» **EXERCISE DIRECTIONS**
Tally the lines containing "PoisonError" in this data. Respond with the tally alone.

» **INPUT RECORDS**
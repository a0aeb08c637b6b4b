use thiserror::Error;

pub type Result<T> = std::result::Result<T, DiscoveryError>;

#[derive(Error, Debug)]
pub enum DiscoveryError {
    #[error("Remote service error: {0}")]
    Remote(String),

    #[error("Configuration error: {0}")]
    Config(String),

    #[error("Cache commit error: {0}")]
    CacheCommit(String),

    #[error("Database error: {0}")]
    Database(#[from] sqlx::Error),

    #[error(transparent)]
    Other(#[from] anyhow::Error),
}

/// How far an error is allowed to travel.
#[derive(Debug, Clone, Copy, PartialEq, Eq)]
pub enum Severity {
    /// Per-item remote failure: degrade to "no data for this item".
    Recoverable,
    /// Aborts the current batch or crawl.
    Fatal,
}

impl DiscoveryError {
    pub fn severity(&self) -> Severity {
        match self {
            DiscoveryError::Remote(_) => Severity::Recoverable,
            _ => Severity::Fatal,
        }
    }

    pub fn is_recoverable(&self) -> bool {
        self.severity() == Severity::Recoverable
    }
}
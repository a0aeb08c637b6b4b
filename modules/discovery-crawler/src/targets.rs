use std::collections::BTreeMap;
use std::sync::{Mutex, PoisonError};

use chrono::{DateTime, Utc};

use discovery_common::Category;

/// One target collection per category. A store without a collection id is disabled.
#[derive(Debug)]
pub struct TargetStore {
    category: Category,
    collection_id: Option<String>,
    marked_at: Mutex<Option<DateTime<Utc>>>,
}

impl TargetStore {
    fn new(category: Category, collection_id: Option<String>) -> Self {
        Self {
            category,
            collection_id,
            marked_at: Mutex::new(None),
        }
    }

    pub fn category(&self) -> Category {
        self.category
    }

    pub fn collection_id(&self) -> Option<&str> {
        self.collection_id.as_deref()
    }

    pub fn is_enabled(&self) -> bool {
        self.collection_id.is_some()
    }

    /// When the "new" marker was last shown. `None` means cleared.
    pub fn marked_at(&self) -> Option<DateTime<Utc>> {
        *self.marked_at.lock().unwrap_or_else(PoisonError::into_inner)
    }

    pub fn mark(&self, at: DateTime<Utc>) {
        *self.marked_at.lock().unwrap_or_else(PoisonError::into_inner) = Some(at);
    }

    pub fn unmark(&self) {
        *self.marked_at.lock().unwrap_or_else(PoisonError::into_inner) = None;
    }
}

/// Registry of all target stores, created once at startup.
#[derive(Debug)]
pub struct TargetStores {
    stores: [TargetStore; 7],
}

impl TargetStores {
    pub fn new(collection_ids: &BTreeMap<Category, String>) -> Self {
        Self {
            stores: Category::ALL.map(|c| TargetStore::new(c, collection_ids.get(&c).cloned())),
        }
    }

    pub fn get(&self, category: Category) -> &TargetStore {
        &self.stores[category as usize]
    }

    pub fn is_enabled(&self, category: Category) -> bool {
        self.get(category).is_enabled()
    }

    /// Enabled stores in category order.
    pub fn enabled(&self) -> impl Iterator<Item = &TargetStore> {
        self.stores.iter().filter(|s| s.is_enabled())
    }
}
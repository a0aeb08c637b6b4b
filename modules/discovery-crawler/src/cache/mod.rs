pub mod artist;
pub mod release;

pub use artist::{ArtistCache, ArtistSnapshot};
pub use release::{ReleaseCandidates, ReleaseFilter};
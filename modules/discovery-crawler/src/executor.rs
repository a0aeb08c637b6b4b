use std::future::Future;
use std::pin::pin;

use futures::stream::{self, StreamExt};
use tracing::warn;

use discovery_common::Result;

/// Runs independent remote-fetch tasks with a capped degree of parallelism.
///
/// Remote (recoverable) failures degrade to "no data for this item". Any other
/// error stops the batch; tasks still in flight are dropped.
#[derive(Debug, Clone, Copy)]
pub struct BoundedExecutor {
    max_concurrency: usize,
}

impl BoundedExecutor {
    pub fn new(max_concurrency: usize) -> Self {
        Self {
            max_concurrency: max_concurrency.max(1),
        }
    }

    pub fn max_concurrency(&self) -> usize {
        self.max_concurrency
    }

    /// Run all tasks and concatenate their results in completion order.
    pub async fn execute<T, Fut, I>(&self, stage: &'static str, tasks: I) -> Result<Vec<T>>
    where
        I: IntoIterator<Item = Fut>,
        Fut: Future<Output = Result<Vec<T>>>,
    {
        let mut results = pin!(stream::iter(tasks).buffer_unordered(self.max_concurrency));
        let mut collected = Vec::new();
        let mut failed = 0usize;
        while let Some(result) = results.next().await {
            match result {
                Ok(items) => collected.extend(items),
                Err(e) if e.is_recoverable() => {
                    failed += 1;
                    warn!(stage, error = %e, "Task failed, treating as empty");
                }
                Err(e) => return Err(e),
            }
        }
        if failed > 0 {
            warn!(stage, failed, "Batch finished with degraded results");
        }
        Ok(collected)
    }

    /// Run side-effect tasks; returns once every task has finished.
    pub async fn execute_void<Fut, I>(&self, stage: &'static str, tasks: I) -> Result<()>
    where
        I: IntoIterator<Item = Fut>,
        Fut: Future<Output = Result<()>>,
    {
        self.execute(
            stage,
            tasks
                .into_iter()
                .map(|task| async move { task.await.map(|()| Vec::<()>::new()) }),
        )
        .await
        .map(|_| ())
    }
}
use std::time::Duration;

use anyhow::Context;
use async_trait::async_trait;
use serde::Serialize;
use tracing::info;

use discovery_common::Category;

use crate::report::CrawlReport;
use crate::traits::ResultRelay;

/// Writes the report to the log.
pub struct LogRelay;

#[async_trait]
impl ResultRelay for LogRelay {
    async fn relay(&self, report: &CrawlReport) -> anyhow::Result<()> {
        info!(added = ?report.added, "{report}");
        Ok(())
    }
}

#[derive(Debug, Serialize)]
struct WebhookPayload<'a> {
    message: String,
    total: usize,
    added: &'a std::collections::BTreeMap<Category, usize>,
}

/// POSTs the report as JSON to a webhook.
pub struct WebhookRelay {
    client: reqwest::Client,
    url: String,
}

impl WebhookRelay {
    pub fn new(url: impl Into<String>) -> anyhow::Result<Self> {
        let client = reqwest::Client::builder()
            .timeout(Duration::from_secs(10))
            .build()?;
        Ok(Self {
            client,
            url: url.into(),
        })
    }
}

#[async_trait]
impl ResultRelay for WebhookRelay {
    async fn relay(&self, report: &CrawlReport) -> anyhow::Result<()> {
        let payload = WebhookPayload {
            message: report.to_string(),
            total: report.total(),
            added: &report.added,
        };
        self.client
            .post(&self.url)
            .json(&payload)
            .send()
            .await
            .context("Webhook request failed")?
            .error_for_status()
            .context("Webhook rejected report")?;
        Ok(())
    }
}

#[cfg(test)]
mod tests {
    use std::collections::BTreeMap;

    use super::*;

    #[test]
    fn payload_uses_snake_case_category_keys() {
        let mut added = BTreeMap::new();
        added.insert(Category::Album, 10);
        added.insert(Category::AppearsOn, 2);
        let report = CrawlReport { added };
        let payload = WebhookPayload {
            message: report.to_string(),
            total: report.total(),
            added: &report.added,
        };

        let json = serde_json::to_value(&payload).unwrap();

        assert_eq!(json["total"], 12);
        assert_eq!(json["added"]["album"], 10);
        assert_eq!(json["added"]["appears_on"], 2);
        assert_eq!(json["message"], "12 new songs added! [10 Album / 2 Appears On]");
    }
}
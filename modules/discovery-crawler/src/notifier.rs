// "New content" markers on target collections.
//
// A store is CLEAR (title carries OFF_GLYPH, no marked_at) or MARKED (title
// carries NEW_GLYPH, marked_at set). Crawls mark the stores they inserted
// into; the periodic sweep clears markers the listener has caught up with.

use std::collections::HashSet;
use std::sync::Arc;

use chrono::{DateTime, Duration, NaiveDateTime, Utc};
use tracing::{debug, info, warn};

use discovery_common::{Category, CollectionUpdate, DiscoveryError, Policy, Result};

use crate::executor::BoundedExecutor;
use crate::targets::{TargetStore, TargetStores};
use crate::traits::MusicCatalog;

pub const OFF_GLYPH: &str = "\u{26AB}";
pub const NEW_GLYPH: &str = "\u{26AA}";

const DESCRIPTION_PREFIX: &str = "Last Discovery: ";
const DESCRIPTION_TIME_FORMAT: &str = "%B %-d, %Y \u{2014} %H:%M";

pub fn discovery_description(at: DateTime<Utc>) -> String {
    format!("{DESCRIPTION_PREFIX}{}", at.format(DESCRIPTION_TIME_FORMAT))
}

/// Inverse of `discovery_description`, at minute precision.
pub fn parse_discovery_description(description: &str) -> Option<DateTime<Utc>> {
    let raw = description.trim().strip_prefix(DESCRIPTION_PREFIX)?;
    NaiveDateTime::parse_from_str(raw.trim(), DESCRIPTION_TIME_FORMAT)
        .ok()
        .map(|naive| naive.and_utc())
}

pub struct Notifier {
    catalog: Arc<dyn MusicCatalog>,
    executor: BoundedExecutor,
    timeout: Duration,
    recent_items_limit: u32,
    enabled: bool,
}

impl Notifier {
    pub fn new(
        catalog: Arc<dyn MusicCatalog>,
        executor: BoundedExecutor,
        policy: &Policy,
        enabled: bool,
    ) -> Self {
        Self {
            catalog,
            executor,
            timeout: policy.notifier_timeout,
            recent_items_limit: policy.recent_items_limit,
            enabled,
        }
    }

    pub fn is_enabled(&self) -> bool {
        self.enabled
    }

    /// Mark every enabled store in `categories` as holding new content.
    pub async fn show(
        &self,
        stores: &TargetStores,
        categories: &[Category],
        now: DateTime<Utc>,
    ) -> Result<()> {
        if !self.enabled {
            return Ok(());
        }
        let tasks = categories
            .iter()
            .map(|c| stores.get(*c))
            .filter_map(|store| Some((store, store.collection_id()?)))
            .map(|(store, collection_id)| async move {
                let details = self.catalog.collection(collection_id).await?;
                let update = CollectionUpdate {
                    title: Some(details.title.replace(OFF_GLYPH, NEW_GLYPH)),
                    description: Some(discovery_description(now)),
                };
                self.catalog.update_collection(collection_id, &update).await?;
                store.mark(now);
                debug!(category = %store.category(), "Marked collection as new");
                Ok::<_, DiscoveryError>(())
            });
        self.executor.execute_void("show_notifiers", tasks).await
    }

    /// Clear markers that are no longer needed. Returns whether any title changed.
    /// Never fails: problems are logged and the marker is left as is.
    pub async fn clear_obsolete(&self, stores: &TargetStores, now: DateTime<Utc>) -> bool {
        if !self.enabled {
            return false;
        }
        let tasks = stores.enabled().map(|store| async move {
            if !self.is_obsolete(store, now).await {
                return Ok(Vec::new());
            }
            Ok::<_, DiscoveryError>(vec![self.clear(store).await])
        });
        match self.executor.execute("clear_notifiers", tasks).await {
            Ok(changed) => changed.into_iter().any(|c| c),
            Err(e) => {
                warn!(error = %e, "Clearing notifiers failed");
                false
            }
        }
    }

    async fn is_obsolete(&self, store: &TargetStore, now: DateTime<Utc>) -> bool {
        let Some(marked_at) = store.marked_at() else {
            return true;
        };
        if now - marked_at > self.timeout {
            return true;
        }
        let Some(collection_id) = store.collection_id() else {
            return false;
        };

        let recent = match self
            .catalog
            .recent_items(collection_id, self.recent_items_limit)
            .await
        {
            Ok(items) => items,
            Err(e) => {
                warn!(category = %store.category(), error = %e, "Failed to read recent items");
                return false;
            }
        };
        let fresh: HashSet<String> = recent
            .into_iter()
            .filter(|item| now - item.added_at <= self.timeout)
            .map(|item| item.item_id)
            .collect();
        if fresh.is_empty() {
            return true;
        }

        match self.catalog.currently_playing().await {
            Ok(Some(playing)) => fresh.contains(&playing),
            Ok(None) => false,
            Err(e) => {
                warn!(error = %e, "Failed to read playback state");
                false
            }
        }
    }

    /// Rename NEW to OFF and drop `marked_at`. Returns whether the title changed.
    async fn clear(&self, store: &TargetStore) -> bool {
        store.unmark();
        let Some(collection_id) = store.collection_id() else {
            return false;
        };
        let details = match self.catalog.collection(collection_id).await {
            Ok(d) => d,
            Err(e) => {
                warn!(category = %store.category(), error = %e, "Failed to read collection");
                return false;
            }
        };
        if !details.title.contains(NEW_GLYPH) {
            return false;
        }
        let update = CollectionUpdate {
            title: Some(details.title.replace(NEW_GLYPH, OFF_GLYPH)),
            description: None,
        };
        match self.catalog.update_collection(collection_id, &update).await {
            Ok(()) => {
                info!(category = %store.category(), "Cleared new-content marker");
                true
            }
            Err(e) => {
                warn!(category = %store.category(), error = %e, "Failed to rename collection");
                false
            }
        }
    }

    /// Restore `marked_at` from collection descriptions written by earlier runs.
    pub async fn restore_markers(&self, stores: &TargetStores) {
        if !self.enabled {
            return;
        }
        let tasks = stores.enabled().map(|store| async move {
            let Some(collection_id) = store.collection_id() else {
                return Ok(());
            };
            let details = self.catalog.collection(collection_id).await?;
            match parse_discovery_description(&details.description) {
                Some(at) if details.title.contains(NEW_GLYPH) => store.mark(at),
                Some(_) => {}
                None => debug!(
                    category = %store.category(),
                    description = details.description.as_str(),
                    "No discovery timestamp in description"
                ),
            }
            Ok::<_, DiscoveryError>(())
        });
        if let Err(e) = self.executor.execute_void("restore_markers", tasks).await {
            warn!(error = %e, "Restoring markers failed");
        }
    }
}

#[cfg(test)]
mod tests {
    use std::collections::BTreeMap;

    use discovery_common::RecentItem;

    use super::*;
    use crate::testing::MockCatalog;

    fn now() -> DateTime<Utc> {
        "2024-06-01T12:00:00Z".parse().unwrap()
    }

    fn stores() -> TargetStores {
        let ids = BTreeMap::from([(Category::Album, "pl-album".to_string())]);
        TargetStores::new(&ids)
    }

    fn notifier(catalog: MockCatalog) -> (Notifier, Arc<MockCatalog>) {
        let catalog = Arc::new(catalog);
        let notifier = Notifier::new(
            catalog.clone(),
            BoundedExecutor::new(2),
            &Policy::default(),
            true,
        );
        (notifier, catalog)
    }

    fn recent(id: &str, age: Duration) -> RecentItem {
        RecentItem {
            item_id: id.to_string(),
            added_at: now() - age,
        }
    }

    #[test]
    fn description_roundtrips_at_minute_precision() {
        let at: DateTime<Utc> = "2024-03-05T09:07:41Z".parse().unwrap();
        let description = discovery_description(at);
        assert_eq!(description, "Last Discovery: March 5, 2024 \u{2014} 09:07");
        assert_eq!(
            parse_discovery_description(&description),
            Some("2024-03-05T09:07:00Z".parse().unwrap())
        );
        assert_eq!(parse_discovery_description("My favourite songs"), None);
    }

    #[tokio::test]
    async fn show_renames_and_marks() {
        let (notifier, catalog) =
            notifier(MockCatalog::new().with_collection("pl-album", "\u{26AB} Albums", ""));
        let stores = stores();

        notifier.show(&stores, &[Category::Album], now()).await.unwrap();

        let details = catalog.collection_details("pl-album").unwrap();
        assert_eq!(details.title, "\u{26AA} Albums");
        assert_eq!(details.description, discovery_description(now()));
        assert_eq!(stores.get(Category::Album).marked_at(), Some(now()));
    }

    #[tokio::test]
    async fn unset_marker_always_clears() {
        let (notifier, catalog) =
            notifier(MockCatalog::new().with_collection("pl-album", "\u{26AA} Albums", ""));
        let stores = stores();

        assert!(notifier.clear_obsolete(&stores, now()).await);
        assert_eq!(catalog.collection_details("pl-album").unwrap().title, "\u{26AB} Albums");
        assert_eq!(catalog.recent_items_calls(), 0);
    }

    #[tokio::test]
    async fn timed_out_marker_is_cleared() {
        let (notifier, catalog) =
            notifier(MockCatalog::new().with_collection("pl-album", "\u{26AA} Albums", ""));
        let stores = stores();
        stores.get(Category::Album).mark(now() - Duration::days(32));

        assert!(notifier.clear_obsolete(&stores, now()).await);
        assert_eq!(stores.get(Category::Album).marked_at(), None);
        assert_eq!(catalog.recent_items_calls(), 0);
    }

    #[tokio::test]
    async fn only_stale_items_clears() {
        let (notifier, _) = notifier(
            MockCatalog::new()
                .with_collection("pl-album", "\u{26AA} Albums", "")
                .with_recent_items("pl-album", vec![recent("t1", Duration::days(40))]),
        );
        let stores = stores();
        stores.get(Category::Album).mark(now() - Duration::days(1));

        assert!(notifier.clear_obsolete(&stores, now()).await);
    }

    #[tokio::test]
    async fn listening_to_new_item_clears() {
        let (notifier, _) = notifier(
            MockCatalog::new()
                .with_collection("pl-album", "\u{26AA} Albums", "")
                .with_recent_items("pl-album", vec![recent("t1", Duration::hours(2))])
                .with_currently_playing("t1"),
        );
        let stores = stores();
        stores.get(Category::Album).mark(now() - Duration::hours(2));

        assert!(notifier.clear_obsolete(&stores, now()).await);
        assert_eq!(stores.get(Category::Album).marked_at(), None);
    }

    #[tokio::test]
    async fn unheard_new_items_stay_marked() {
        let (notifier, catalog) = notifier(
            MockCatalog::new()
                .with_collection("pl-album", "\u{26AA} Albums", "")
                .with_recent_items("pl-album", vec![recent("t1", Duration::hours(2))])
                .with_currently_playing("something-else"),
        );
        let stores = stores();
        stores.get(Category::Album).mark(now() - Duration::hours(2));

        assert!(!notifier.clear_obsolete(&stores, now()).await);
        assert_eq!(
            stores.get(Category::Album).marked_at(),
            Some(now() - Duration::hours(2))
        );
        assert_eq!(catalog.collection_details("pl-album").unwrap().title, "\u{26AA} Albums");
    }

    #[tokio::test]
    async fn playback_errors_keep_the_marker() {
        let (notifier, _) = notifier(
            MockCatalog::new()
                .with_collection("pl-album", "\u{26AA} Albums", "")
                .with_recent_items("pl-album", vec![recent("t1", Duration::hours(2))])
                .failing_playback(),
        );
        let stores = stores();
        stores.get(Category::Album).mark(now() - Duration::hours(2));

        assert!(!notifier.clear_obsolete(&stores, now()).await);
        assert!(stores.get(Category::Album).marked_at().is_some());
    }

    #[tokio::test]
    async fn markers_are_restored_from_descriptions() {
        let at: DateTime<Utc> = "2024-05-30T08:15:00Z".parse().unwrap();
        let (notifier, _) = notifier(MockCatalog::new().with_collection(
            "pl-album",
            "\u{26AA} Albums",
            &discovery_description(at),
        ));
        let stores = stores();

        notifier.restore_markers(&stores).await;

        assert_eq!(stores.get(Category::Album).marked_at(), Some(at));
    }

    #[tokio::test]
    async fn disabled_notifier_does_nothing() {
        let catalog = Arc::new(MockCatalog::new().with_collection("pl-album", "\u{26AA} Albums", ""));
        let notifier = Notifier::new(
            catalog.clone(),
            BoundedExecutor::new(2),
            &Policy::default(),
            false,
        );
        let stores = stores();

        assert!(!notifier.clear_obsolete(&stores, now()).await);
        notifier.show(&stores, &[Category::Album], now()).await.unwrap();

        assert_eq!(catalog.collection_details("pl-album").unwrap().title, "\u{26AA} Albums");
        assert_eq!(stores.get(Category::Album).marked_at(), None);
    }
}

» **ANSWER SECTION**
4